● The input
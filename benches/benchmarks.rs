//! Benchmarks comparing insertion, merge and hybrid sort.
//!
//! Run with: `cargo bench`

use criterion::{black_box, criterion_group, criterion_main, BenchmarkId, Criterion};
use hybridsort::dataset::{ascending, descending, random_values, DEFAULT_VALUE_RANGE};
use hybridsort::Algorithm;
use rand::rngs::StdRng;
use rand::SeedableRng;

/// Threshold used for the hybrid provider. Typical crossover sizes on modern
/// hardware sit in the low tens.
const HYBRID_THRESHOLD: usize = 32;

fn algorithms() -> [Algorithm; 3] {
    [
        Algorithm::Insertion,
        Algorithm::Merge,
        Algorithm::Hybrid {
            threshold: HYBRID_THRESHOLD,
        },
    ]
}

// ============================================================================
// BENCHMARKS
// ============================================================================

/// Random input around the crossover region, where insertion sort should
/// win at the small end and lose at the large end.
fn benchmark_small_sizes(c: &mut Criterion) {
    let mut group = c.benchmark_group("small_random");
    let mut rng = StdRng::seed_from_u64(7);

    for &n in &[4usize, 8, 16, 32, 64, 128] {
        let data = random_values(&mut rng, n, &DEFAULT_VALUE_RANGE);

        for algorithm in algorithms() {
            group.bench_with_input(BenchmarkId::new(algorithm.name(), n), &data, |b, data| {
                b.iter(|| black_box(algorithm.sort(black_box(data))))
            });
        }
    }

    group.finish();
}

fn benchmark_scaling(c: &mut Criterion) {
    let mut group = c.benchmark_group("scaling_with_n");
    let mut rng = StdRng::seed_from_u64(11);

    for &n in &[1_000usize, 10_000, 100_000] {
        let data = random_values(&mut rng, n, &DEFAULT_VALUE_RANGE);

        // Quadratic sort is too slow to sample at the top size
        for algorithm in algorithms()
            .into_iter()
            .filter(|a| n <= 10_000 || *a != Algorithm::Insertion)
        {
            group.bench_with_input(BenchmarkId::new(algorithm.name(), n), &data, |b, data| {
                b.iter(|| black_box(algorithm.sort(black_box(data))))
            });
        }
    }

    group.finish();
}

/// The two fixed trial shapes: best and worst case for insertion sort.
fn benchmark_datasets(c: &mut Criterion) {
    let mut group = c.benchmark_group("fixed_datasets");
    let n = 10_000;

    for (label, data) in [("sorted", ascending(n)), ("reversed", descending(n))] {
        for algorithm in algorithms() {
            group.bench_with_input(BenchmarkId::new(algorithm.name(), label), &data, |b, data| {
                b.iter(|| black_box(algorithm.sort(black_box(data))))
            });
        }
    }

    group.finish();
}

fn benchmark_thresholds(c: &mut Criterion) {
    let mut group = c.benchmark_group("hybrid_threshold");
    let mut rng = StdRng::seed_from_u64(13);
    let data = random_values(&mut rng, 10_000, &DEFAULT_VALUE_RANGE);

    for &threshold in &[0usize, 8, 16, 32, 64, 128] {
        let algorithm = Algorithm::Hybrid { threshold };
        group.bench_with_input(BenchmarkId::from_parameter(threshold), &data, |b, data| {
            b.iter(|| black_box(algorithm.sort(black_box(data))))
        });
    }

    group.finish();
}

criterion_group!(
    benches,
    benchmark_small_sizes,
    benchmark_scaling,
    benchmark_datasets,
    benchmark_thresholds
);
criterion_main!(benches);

● Task goal
Set down all of the data above, word for word.

● Your response
filename benches/benchmarks.rs
//! Benchmarks comparing insertion, merge and hybrid sort.
//!
//! Run with: `cargo bench`

use criterion::{black_box, criterion_group, criterion_main, BenchmarkId, Criterion};
use hybridsort::dataset::{ascending, descending, random_values, DEFAULT_VALUE_RANGE};
use hybridsort::Algorithm;
use rand::rngs::StdRng;
use rand::SeedableRng;

/// Threshold used for the hybrid provider. Typical crossover sizes on modern
/// hardware sit in the low tens.
const HYBRID_THRESHOLD: usize = 32;

fn algorithms() -> [Algorithm; 3] {
    [
        Algorithm::Insertion,
        Algorithm::Merge,
        Algorithm::Hybrid {
            threshold: HYBRID_THRESHOLD,
        },
    ]
}

// ============================================================================
// BENCHMARKS
// ============================================================================

/// Random input around the crossover region, where insertion sort should
/// win at the small end and lose at the large end.
fn benchmark_small_sizes(c: &mut Criterion) {
    let mut group = c.benchmark_group("small_random");
    let mut rng = StdRng::seed_from_u64(7);

    for &n in &[4usize, 8, 16, 32, 64, 128] {
        let data = random_values(&mut rng, n, &DEFAULT_VALUE_RANGE);

        for algorithm in algorithms() {
            group.bench_with_input(BenchmarkId::new(algorithm.name(), n), &data, |b, data| {
                b.iter(|| black_box(algorithm.sort(black_box(data))))
            });
        }
    }

    group.finish();
}

fn benchmark_scaling(c: &mut Criterion) {
    let mut group = c.benchmark_group("scaling_with_n");
    let mut rng = StdRng::seed_from_u64(11);

    for &n in &[1_000usize, 10_000, 100_000] {
        let data = random_values(&mut rng, n, &DEFAULT_VALUE_RANGE);

        // Quadratic sort is too slow to sample at the top size
        for algorithm in algorithms()
            .into_iter()
            .filter(|a| n <= 10_000 || *a != Algorithm::Insertion)
        {
            group.bench_with_input(BenchmarkId::new(algorithm.name(), n), &data, |b, data| {
                b.iter(|| black_box(algorithm.sort(black_box(data))))
            });
        }
    }

    group.finish();
}

/// The two fixed trial shapes: best and worst case for insertion sort.
fn benchmark_datasets(c: &mut Criterion) {
    let mut group = c.benchmark_group("fixed_datasets");
    let n = 10_000;

    for (label, data) in [("sorted", ascending(n)), ("reversed", descending(n))] {
        for algorithm in algorithms() {
            group.bench_with_input(BenchmarkId::new(algorithm.name(), label), &data, |b, data| {
                b.iter(|| black_box(algorithm.sort(black_box(data))))
            });
        }
    }

    group.finish();
}

fn benchmark_thresholds(c: &mut Criterion) {
    let mut group = c.benchmark_group("hybrid_threshold");
    let mut rng = StdRng::seed_from_u64(13);
    let data = random_values(&mut rng, 10_000, &DEFAULT_VALUE_RANGE);

    for &threshold in &[0usize, 8, 16, 32, 64, 128] {
        let algorithm = Algorithm::Hybrid { threshold };
        group.bench_with_input(BenchmarkId::from_parameter(threshold), &data, |b, data| {
            b.iter(|| black_box(algorithm.sort(black_box(data))))
        });
    }

    group.finish();
}

criterion_group!(
    benches,
    benchmark_small_sizes,
    benchmark_scaling,
    benchmark_datasets,
    benchmark_thresholds
);
criterion_main!(benches);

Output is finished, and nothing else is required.